First up today, Bill Cohan chronicles First Amendment attorney Dan Novack’s ongoing, decade-long FOIA war against the F.B.I. to get the feds to release all of the Epstein files. Yes, the Justice Department released a tranche of approximately 2.7 million documents last week—but another 3 million or so are either unreleased or heavily redacted. And as Bill reports, Novack has at least one more trick up his sleeve to
expose the rest.
Plus, below the fold: Dylan Byers ruminates on the future of CNN amid reports that Barry Diller was interested in buying the embattled network. Leigh Ann Caldwell hears from G.O.P. insiders about their rising frustration with Trump’s hard-line immigration architect, Stephen Miller. Julia Ioffe unearths a surreal story about a former Apprentice contestant
weaponizing the State Department’s Art in Embassies program. Dan Duray gets an early readout on Art Basel’s new fair in Doha, Qatar. And Sarah Shapiro digs into a Western lifestyle brand’s $10 million bet on the Super Bowl.

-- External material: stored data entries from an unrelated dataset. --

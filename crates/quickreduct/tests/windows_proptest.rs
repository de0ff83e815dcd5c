//! Property-based tests for the window engines.
//!
//! Every engine must eventually exhaust, cover the whole stream without gaps,
//! and make progress on every call.

use std::ops::Range;

use proptest::prelude::*;

use quickreduct::testing::random_stream;
use quickreduct::window::{AdaptiveWindow, SlidingWindow, WindowStrategy, WINDOW_SIZE_LADDER};
use quickreduct::InstanceSnapshot;

/// Drain `engine`, returning the bounds of every non-empty window.
///
/// Fails the test if the engine does not exhaust within `limit` calls.
fn drain<W: WindowStrategy>(
    engine: &mut W,
    stream: &[InstanceSnapshot],
    limit: usize,
) -> Vec<Range<usize>> {
    let mut bounds = Vec::new();
    for _ in 0..limit {
        let window = engine.next_window(stream);
        if window.is_empty() {
            assert!(engine.is_exhausted());
            return bounds;
        }
        assert_eq!(
            window.iter().map(|(i, inst)| (i, inst.index())).collect::<Vec<_>>(),
            window.bounds().map(|i| (i, i)).collect::<Vec<_>>()
        );
        bounds.push(window.bounds());
    }
    panic!("window engine did not exhaust within {limit} calls");
}

/// Windows start at 0, end at `n`, leave no gap and always move forward.
fn assert_covers(bounds: &[Range<usize>], n: usize) {
    if n == 0 {
        assert!(bounds.is_empty());
        return;
    }
    assert_eq!(bounds.first().map(|b| b.start), Some(0));
    assert_eq!(bounds.last().map(|b| b.end), Some(n));
    let mut covered = 0;
    for pair in bounds.windows(2) {
        covered = covered.max(pair[0].end);
        assert!(pair[1].start <= covered, "gap before {:?}", pair[1]);
        assert!(pair[1].start > pair[0].start, "no progress after {:?}", pair[0]);
    }
}

proptest! {
    #![proptest_config(ProptestConfig::with_cases(64))]

    #[test]
    fn sliding_windows_cover_stream(
        (size, overlap) in (1usize..60).prop_flat_map(|size| (Just(size), 0..size)),
        n in 0usize..400,
    ) {
        let stream = random_stream(n, 1, 2, 0);
        let mut engine = SlidingWindow::new(n, size, overlap).unwrap();
        let bounds = drain(&mut engine, &stream, n + 2);

        assert_covers(&bounds, n);
        for pair in bounds.windows(2) {
            prop_assert_eq!(pair[1].start, pair[0].end - overlap);
            prop_assert_eq!(pair[0].len(), size);
        }
        prop_assert!(bounds.iter().all(|b| !b.is_empty() && b.len() <= size));

        // exhausted engines keep returning empty windows
        prop_assert!(engine.next_window(&stream).is_empty());
        prop_assert!(engine.is_exhausted());
    }

    #[test]
    fn adaptive_windows_cover_stream(
        size_index in 0usize..WINDOW_SIZE_LADDER.len(),
        overlap_fraction in 0.05f64..=1.0,
        ratio_step in 0.05f64..0.95,
        n in 0usize..1500,
        seed in any::<u64>(),
    ) {
        let stream = random_stream(n, 2, 2, seed);
        let size = WINDOW_SIZE_LADDER[size_index];
        let mut engine = AdaptiveWindow::new(n, size, overlap_fraction, ratio_step).unwrap();
        let bounds = drain(&mut engine, &stream, n + 2);

        assert_covers(&bounds, n);
        prop_assert!(bounds.iter().all(|b| b.len() <= WINDOW_SIZE_LADDER[WINDOW_SIZE_LADDER.len() - 1]));
        prop_assert!(engine.window_size() >= WINDOW_SIZE_LADDER[0]);
        prop_assert!(engine.overlap() < engine.window_size());
        prop_assert!(engine.total_iterations() >= 1);
    }
}

#[test]
fn identical_dispersion_keeps_adaptive_size() {
    // every window of this periodic stream has the same dispersion
    let rows: Vec<[f64; 2]> = (0..2000).map(|i| [(i % 4) as f64, (i % 2) as f64]).collect();
    let refs: Vec<&[f64]> = rows.iter().map(|r| &r[..]).collect();
    let stream = quickreduct::testing::numeric_stream(&refs, &vec![0; refs.len()]);

    let mut engine = AdaptiveWindow::new(stream.len(), 400, 0.5, 0.2).unwrap();
    let bounds = drain(&mut engine, &stream, stream.len());
    assert_eq!(engine.window_size(), 400);
    assert!(bounds.iter().all(|b| b.len() == 400));
    assert_eq!(engine.previous_dispersion().map(|d| d > 0.0), Some(true));
}

#[test]
fn sliding_current_window_is_stable() {
    let stream = random_stream(50, 1, 2, 9);
    let mut engine = SlidingWindow::new(stream.len(), 20, 5).unwrap();
    let next = engine.next_window(&stream);
    let current = engine.current_window(&stream);
    assert_eq!(next.bounds(), current.bounds());
    assert_eq!(engine.current_window(&stream).bounds(), 0..20);
}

Meanwhile, on the pods: John Ourand rings up ESPN’s Don Van Natta Jr. on The Varsity to discuss the biggest off-field storylines surrounding the Super Bowl. On Impolitic, John
Heilemann and Harvard legal eminence Laurence Tribe preview the key cases on the Supreme Court docket. And on The Powers That Be, Peter Hamby and Jon Kelly discuss Don Lemon’s stunning arrest in Los Angeles and the latest kremlinology at CBS News.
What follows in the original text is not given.